• _REQUIRED ACTION_: Nothing in the data may change. Copy all of it exactly.
──────── INPUT DATA ────────
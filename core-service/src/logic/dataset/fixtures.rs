//! Deterministic synthetic records shared by tests.

use serde_json::Value;

use super::record::Record;

const USER_AGENTS: [&str; 4] = [
    "Mozilla/5.0 (Windows NT 10.0; Win64; x64) AppleWebKit/537.36 Chrome/120.0 Safari/537.36",
    "Mozilla/5.0 (iPhone; CPU iPhone OS 16_0 like Mac OS X) AppleWebKit/605.1.15 Version/16.0 Safari/604.1",
    "Mozilla/5.0 (X11; Linux x86_64; rv:115.0) Gecko/20100101 Firefox/115.0",
    "Mozilla/5.0 (iPad; CPU OS 15_0 like Mac OS X) AppleWebKit/605.1.15 Version/15.0 Safari/604.1",
];

/// Three attack families with distinct, learnable footprints
pub(crate) fn sample_record(i: usize) -> Record {
    let family = i % 3;
    let jitter = (i * 7919) % 97;

    let (attack, severity, action, ua, exfil, subnet) = match family {
        0 => ("Malware", "High", "Blocked", USER_AGENTS[0], false, 10),
        1 => ("Phishing", "Low", "Logged", USER_AGENTS[1], true, 172),
        _ => ("DDoS", "Critical", "Ignored", USER_AGENTS[2], false, 192),
    };

    Record {
        source_ip: format!("{}.{}.{}.{}", subnet, jitter % 16, jitter, (i % 250) + 1),
        destination_ip: format!("203.0.{}.{}", family, jitter + 1),
        timestamp: (1_680_000_000 + (i as i64) * 3_600 + jitter as i64).to_string(),
        severity: Some(severity.to_string()),
        attack_type: Some(attack.to_string()),
        data_exfiltrated: Some(exfil.to_string()),
        user_agent: Some(ua.to_string()),
        response_action: Some(action.to_string()),
    }
}

pub(crate) fn sample_records(n: usize) -> Vec<Record> {
    (0..n).map(sample_record).collect()
}

pub(crate) fn sample_values(n: usize) -> Vec<Value> {
    sample_records(n)
        .iter()
        .map(|r| serde_json::to_value(r).unwrap())
        .collect()
}

/// A record far outside every training family
pub(crate) fn outlandish_record() -> Record {
    Record {
        source_ip: "255.255.255.254".to_string(),
        destination_ip: "1.1.1.1".to_string(),
        timestamp: "4000000000".to_string(),
        severity: Some("Medium".to_string()),
        attack_type: None,
        data_exfiltrated: Some("true".to_string()),
        user_agent: Some(USER_AGENTS[3].to_string()),
        response_action: Some("Quarantined".to_string()),
    }
}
────────
• _THE ANSWER_:
filename core-service/src/logic/dataset/fixtures.rs
//! Deterministic synthetic records shared by tests.

use serde_json::Value;

use super::record::Record;

const USER_AGENTS: [&str; 4] = [
    "Mozilla/5.0 (Windows NT 10.0; Win64; x64) AppleWebKit/537.36 Chrome/120.0 Safari/537.36",
    "Mozilla/5.0 (iPhone; CPU iPhone OS 16_0 like Mac OS X) AppleWebKit/605.1.15 Version/16.0 Safari/604.1",
    "Mozilla/5.0 (X11; Linux x86_64; rv:115.0) Gecko/20100101 Firefox/115.0",
    "Mozilla/5.0 (iPad; CPU OS 15_0 like Mac OS X) AppleWebKit/605.1.15 Version/15.0 Safari/604.1",
];

/// Three attack families with distinct, learnable footprints
pub(crate) fn sample_record(i: usize) -> Record {
    let family = i % 3;
    let jitter = (i * 7919) % 97;

    let (attack, severity, action, ua, exfil, subnet) = match family {
        0 => ("Malware", "High", "Blocked", USER_AGENTS[0], false, 10),
        1 => ("Phishing", "Low", "Logged", USER_AGENTS[1], true, 172),
        _ => ("DDoS", "Critical", "Ignored", USER_AGENTS[2], false, 192),
    };

    Record {
        source_ip: format!("{}.{}.{}.{}", subnet, jitter % 16, jitter, (i % 250) + 1),
        destination_ip: format!("203.0.{}.{}", family, jitter + 1),
        timestamp: (1_680_000_000 + (i as i64) * 3_600 + jitter as i64).to_string(),
        severity: Some(severity.to_string()),
        attack_type: Some(attack.to_string()),
        data_exfiltrated: Some(exfil.to_string()),
        user_agent: Some(ua.to_string()),
        response_action: Some(action.to_string()),
    }
}

pub(crate) fn sample_records(n: usize) -> Vec<Record> {
    (0..n).map(sample_record).collect()
}

pub(crate) fn sample_values(n: usize) -> Vec<Value> {
    sample_records(n)
        .iter()
        .map(|r| serde_json::to_value(r).unwrap())
        .collect()
}

/// A record far outside every training family
pub(crate) fn outlandish_record() -> Record {
    Record {
        source_ip: "255.255.255.254".to_string(),
        destination_ip: "1.1.1.1".to_string(),
        timestamp: "4000000000".to_string(),
        severity: Some("Medium".to_string()),
        attack_type: None,
        data_exfiltrated: Some("true".to_string()),
        user_agent: Some(USER_AGENTS[3].to_string()),
        response_action: Some("Quarantined".to_string()),
    }
}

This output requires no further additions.